Deng spent just over a month touring the south, and in recent days the 20th anniversary of the trip has been commemorated by Chinese media. Their articles reveal that two decades on, the debate on the future direction of the Chinese economy continues.

The influential Caijing magazine, for example, notes that Deng’s tour “provided new impetus for the reform and opening-up” that led a “golden period for development”.

But it worries that the country is stagnating today: “Standing at a new historical starting point, we need to revisit the courageous choices made at that time, face current pressing challenges head-on and strive to deepen the process of reform.”

Deng’s southern tour “injected great vitality into China’s stalled reforms” concurs the Oriental Morning Post. “But 20 years later, China’s reforms have reached a sticking point once again. Chinese intellectuals are constantly crying for a re-acceleration of reforms.

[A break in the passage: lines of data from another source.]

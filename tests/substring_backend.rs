use propsift::prelude::*;
use serde::Serialize;

#[derive(Debug, Clone, Serialize)]
struct TestData {
  id: u32,
  name: String,
}

fn generate(count: usize) -> Vec<TestData> {
  let names = ["Material", "Mesh", "Texture", "Shader"];
  (0..count)
    .map(|i| TestData {
      id: i as u32,
      name: format!("{} {}", names[i % names.len()], i),
    })
    .collect()
}

#[test]
fn no_search_data_returns_no_results() {
  let data = generate(100);
  let backend: SubstringBackend<TestData> = SubstringBackend::new();

  assert!(backend.parse("Mesh").apply(&data).is_empty());
}

#[test]
fn search_data_property_enables_matching() {
  let data = generate(100);
  let mut backend = SubstringBackend::new();
  backend.add_data_property("name".into());

  assert_eq!(backend.parse("Mesh").apply(&data).len(), 25);
  // Matching is case-insensitive.
  assert_eq!(backend.parse("mesh").apply(&data).len(), 25);
}

#[test]
fn empty_query_is_identity() {
  let data = generate(100);
  let mut backend = SubstringBackend::new();
  backend.add_data_property("name".into());

  let query = backend.parse("");
  let ids: Vec<u32> = query.apply(&data).iter().map(|d| d.id).collect();
  assert_eq!(ids, (0..100).collect::<Vec<u32>>());
}

#[test]
fn whole_string_matches_as_one_substring() {
  let data = generate(100);
  let mut backend = SubstringBackend::new();
  backend.add_data_property("name".into());

  // No tokenization: the space is part of the needle.
  let query = backend.parse("Mesh 1");
  let ids: Vec<u32> = query.apply(&data).iter().map(|d| d.id).collect();
  assert_eq!(ids, vec![1, 13, 17]);

  // Tokens are still reported for UI consumption.
  assert_eq!(query.tokens(), vec!["Mesh", "1"]);
}

#[test]
fn filter_registrations_are_no_ops() {
  let data = generate(100);
  let mut backend = SubstringBackend::new();
  backend.add_data_property("name".into());

  SearchBackend::add_search_filter_property(&mut backend, "id", "id".into(), None).unwrap();
  SearchBackend::add_search_filter_callback(
    &mut backend,
    "len",
    Box::new(|d: &TestData| FilterValue::from(d.name.len())),
    None,
  )
  .unwrap();

  // Filter syntax is just literal query text in this mode.
  assert!(backend.parse("id<10").apply(&data).is_empty());
  assert!(backend.parse("len=6").apply(&data).is_empty());
}

#[test]
fn callback_search_data_is_projected() {
  let data = generate(10);
  let mut backend = SubstringBackend::new();
  backend.add_data_callback(|d: &TestData| vec![format!("#{}", d.id)]);

  assert_eq!(backend.parse("#7").apply(&data).len(), 1);
}
//! Shape descriptors: the property-bag abstraction records are resolved
//! against.
//!
//! A [`Shape`] describes the structure of a record type as a closed set of
//! descriptors, so property paths can be validated and typed once at filter
//! registration instead of per query. User record types expose their shape
//! through the [`PropertyBag`] trait, usually with the [`Shape::object`]
//! builder.

use crate::path::{PathPart, PropertyPath};
use serde::{Deserialize, Serialize};
use std::collections::{BTreeMap, HashMap};

/// The scalar kinds a path terminal can resolve to.
#[derive(Debug, Clone, Copy, PartialEq, Eq, Hash, Serialize, Deserialize)]
pub enum ScalarKind {
  String,
  Number,
  Bool,
}

/// A structural descriptor for a record type.
#[derive(Debug, Clone, PartialEq, Eq, Serialize, Deserialize)]
pub enum Shape {
  /// A scalar leaf value.
  Scalar(ScalarKind),
  /// A struct-like container with named fields.
  Object(Vec<(String, Shape)>),
  /// A sequence of uniformly shaped elements.
  Array(Box<Shape>),
  /// A string-keyed map of uniformly shaped elements.
  Map(Box<Shape>),
  /// A polymorphic value with no static descriptor. Paths cannot descend
  /// into or terminate at an opaque shape.
  Opaque,
}

impl Shape {
  /// A string scalar.
  pub fn string() -> Self {
    Shape::Scalar(ScalarKind::String)
  }

  /// A numeric scalar.
  pub fn number() -> Self {
    Shape::Scalar(ScalarKind::Number)
  }

  /// A boolean scalar.
  pub fn bool() -> Self {
    Shape::Scalar(ScalarKind::Bool)
  }

  /// A sequence of `element`-shaped values.
  pub fn array(element: Shape) -> Self {
    Shape::Array(Box::new(element))
  }

  /// A string-keyed map of `element`-shaped values.
  pub fn map(element: Shape) -> Self {
    Shape::Map(Box::new(element))
  }

  /// Starts building an object shape.
  ///
  /// # Examples
  ///
  /// ```rust
  /// use propsift::shape::Shape;
  ///
  /// let shape = Shape::object()
  ///     .field("id", Shape::number())
  ///     .field("name", Shape::string())
  ///     .build();
  /// assert!(shape.resolve(&"name".into()).is_ok());
  /// ```
  pub fn object() -> ObjectShapeBuilder {
    ObjectShapeBuilder { fields: Vec::new() }
  }

  /// The scalar kind of this shape, if it is a scalar.
  pub fn scalar_kind(&self) -> Option<ScalarKind> {
    match self {
      Shape::Scalar(kind) => Some(*kind),
      _ => None,
    }
  }

  /// Resolves a property path against this shape, one segment at a time.
  ///
  /// Returns the terminal shape the path addresses, or the structural
  /// failure encountered along the way. Resolution never inspects record
  /// instances; it is a static walk over the descriptors.
  pub fn resolve(&self, path: &PropertyPath) -> Result<&Shape, ResolveError> {
    let mut current = self;
    for part in path.parts() {
      if matches!(current, Shape::Opaque) {
        return Err(ResolveError::Polymorphic);
      }
      current = match (current, part) {
        (Shape::Object(fields), PathPart::Name(name))
        | (Shape::Object(fields), PathPart::Key(name)) => fields
          .iter()
          .find(|(field, _)| field == name)
          .map(|(_, shape)| shape)
          .ok_or_else(|| ResolveError::UnknownSegment { part: part.clone() })?,
        (Shape::Map(element), PathPart::Name(_))
        | (Shape::Map(element), PathPart::Key(_)) => element,
        (Shape::Array(element), PathPart::Index(_)) => element,
        _ => return Err(ResolveError::UnknownSegment { part: part.clone() }),
      };
    }
    Ok(current)
  }
}

/// Builder for [`Shape::Object`].
#[derive(Debug, Default)]
pub struct ObjectShapeBuilder {
  fields: Vec<(String, Shape)>,
}

impl ObjectShapeBuilder {
  /// Adds a named field.
  pub fn field(mut self, name: impl Into<String>, shape: Shape) -> Self {
    self.fields.push((name.into(), shape));
    self
  }

  /// Builds the object shape.
  pub fn build(self) -> Shape {
    Shape::Object(self.fields)
  }
}

/// Structural failures encountered while resolving a path.
#[derive(Debug, Clone, PartialEq, Eq)]
pub enum ResolveError {
  /// A segment did not resolve: unknown field name, index into a
  /// non-sequence, or key into a non-map.
  UnknownSegment { part: PathPart },
  /// The walk reached an opaque shape, which cannot be statically bound.
  Polymorphic,
}

/// Exposes the shape of a record type for path resolution.
///
/// Implemented for scalars, `Option`, sequences and string-keyed maps; user
/// record types implement it with the [`Shape::object`] builder, mirroring
/// their serde projection.
pub trait PropertyBag {
  fn property_shape() -> Shape;
}

impl PropertyBag for String {
  fn property_shape() -> Shape {
    Shape::string()
  }
}

impl PropertyBag for &str {
  fn property_shape() -> Shape {
    Shape::string()
  }
}

impl PropertyBag for bool {
  fn property_shape() -> Shape {
    Shape::bool()
  }
}

macro_rules! numeric_property_bag {
  ($($t:ty),* $(,)?) => {
    $(impl PropertyBag for $t {
      fn property_shape() -> Shape {
        Shape::number()
      }
    })*
  };
}

numeric_property_bag!(i8, i16, i32, i64, isize, u8, u16, u32, u64, usize, f32, f64);

// `Option` erases to the inner shape; absent values degrade to "no match" at
// query time rather than needing their own descriptor.
impl<T: PropertyBag> PropertyBag for Option<T> {
  fn property_shape() -> Shape {
    T::property_shape()
  }
}

impl<T: PropertyBag> PropertyBag for Vec<T> {
  fn property_shape() -> Shape {
    Shape::array(T::property_shape())
  }
}

impl<T: PropertyBag> PropertyBag for &[T] {
  fn property_shape() -> Shape {
    Shape::array(T::property_shape())
  }
}

impl<T: PropertyBag, const N: usize> PropertyBag for [T; N] {
  fn property_shape() -> Shape {
    Shape::array(T::property_shape())
  }
}

impl<T: PropertyBag, S> PropertyBag for HashMap<String, T, S> {
  fn property_shape() -> Shape {
    Shape::map(T::property_shape())
  }
}

impl<T: PropertyBag> PropertyBag for BTreeMap<String, T> {
  fn property_shape() -> Shape {
    Shape::map(T::property_shape())
  }
}

// Dynamic JSON payloads carry no static structure.
impl PropertyBag for serde_json::Value {
  fn property_shape() -> Shape {
    Shape::Opaque
  }
}

#[cfg(test)]
mod tests {
  use super::*;

  fn sample() -> Shape {
    Shape::object()
      .field("id", Shape::number())
      .field(
        "position",
        Shape::object()
          .field("x", Shape::number())
          .field("y", Shape::number())
          .build(),
      )
      .field("tags", Shape::array(Shape::string()))
      .field("payload", Shape::Opaque)
      .build()
  }

  #[test]
  fn resolves_nested_names() {
    let shape = sample();
    let terminal = shape.resolve(&"position.x".into()).unwrap();
    assert_eq!(terminal.scalar_kind(), Some(ScalarKind::Number));
  }

  #[test]
  fn resolves_indexed_elements() {
    let shape = sample();
    let terminal = shape.resolve(&"tags[0]".into()).unwrap();
    assert_eq!(terminal.scalar_kind(), Some(ScalarKind::String));
  }

  #[test]
  fn unknown_name_is_reported_with_segment() {
    let shape = sample();
    let err = shape.resolve(&"position.z".into()).unwrap_err();
    assert_eq!(
      err,
      ResolveError::UnknownSegment {
        part: PathPart::Name("z".into())
      }
    );
  }

  #[test]
  fn index_into_scalar_fails() {
    let shape = sample();
    assert!(matches!(
      shape.resolve(&"id[0]".into()),
      Err(ResolveError::UnknownSegment { .. })
    ));
  }

  #[test]
  fn descending_into_opaque_is_polymorphic() {
    let shape = sample();
    assert_eq!(
      shape.resolve(&"payload.anything".into()),
      Err(ResolveError::Polymorphic)
    );
  }
}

But where is the Deng Xiaoping of this era?”

One such intellectual, Hu Yuyue, a professor at Beijing Technology and Business University, says China is at a “crossroads again” and that “multiple obstacles” stand in its way. Deng’s stance still rings true today. Hu insists: “Reform or die!”

In an op-ed in the Financial Times – headlined ‘The long march to a truly capitalist China’ – another commentator, Qin Xiao, penned a similar call for economic reform. “An economic system now dominated by the government needs to become one led by the market and regulated by the government,” Qin wrote. His views are telling because he once ran China Merchants Group, the company that Deng charged with much of the market experimentation in the special economic zones.

Regular readers of WiC will be familiar with some of the bubbling tensions described above. As recently as last week’s issue we touched again on the theme of guojinmintui (‘the state advances as the private sector recedes’). This trend has seen the larger state-owned enterprises (SOEs) crowd out smaller private sector firms in many areas of the economy, thanks to preferential policies and privileged access to cheap bank loans.

The criticism has been that this is throttling private enterprise, which is still the largest creator of jobs and a disproportionate contributor to economic growth.

But the supporters of the large SOEs see them much more positively, as national champions. Leading the case for the defence is the former boss of state holding company Sasac, Li Rongrong, who gave an interview to 21CN Business Herald recently in which he dismissed the term guojinmintui, calling on “a few scholars” to stop “scapegoating” succcessful state-owned firms (see WiC135).

Scapegoats or not, the SOEs have taken on a powerful position in the Chinese economy. In a special report on state capitalism last week, The Economist magazine focused prominently on China and the guojinmintui trend. It noted that state-controlled firms comprise 80% of the value of Chinese stockmarkets; and that in 2009 some 85% of China’s $1.4 trillion in bank loans went to state companies. Between 2002 and 2010 the country’s top 121 SOEs saw their total assets increase from $360 billion to $2.9 trillion. The Economist’s conclusion? China is now “the leading practitioner” of state capitalism globally.

Is that going to change? It looks unlikely in the short term. There are policymakers who want to see the private sector given more encouragement to fight back (see WiC108 for an example of how market reformers have clashed with bosses at the State Grid). But others liken the big SOEs to unstoppable forces of nature – they seem to be getting ever larger and are even acquiring increasing numbers of private firms (both at home and overseas). Given they are the playthings of the conservative planners, it seems evident that the balance of power has swung again – most likely in a way that Deng would not have approved.

All that explains why those in favour of more market reforms – and wary of state capitalism – have used their media allies to make such a fuss about the anniversary of his great southern tour.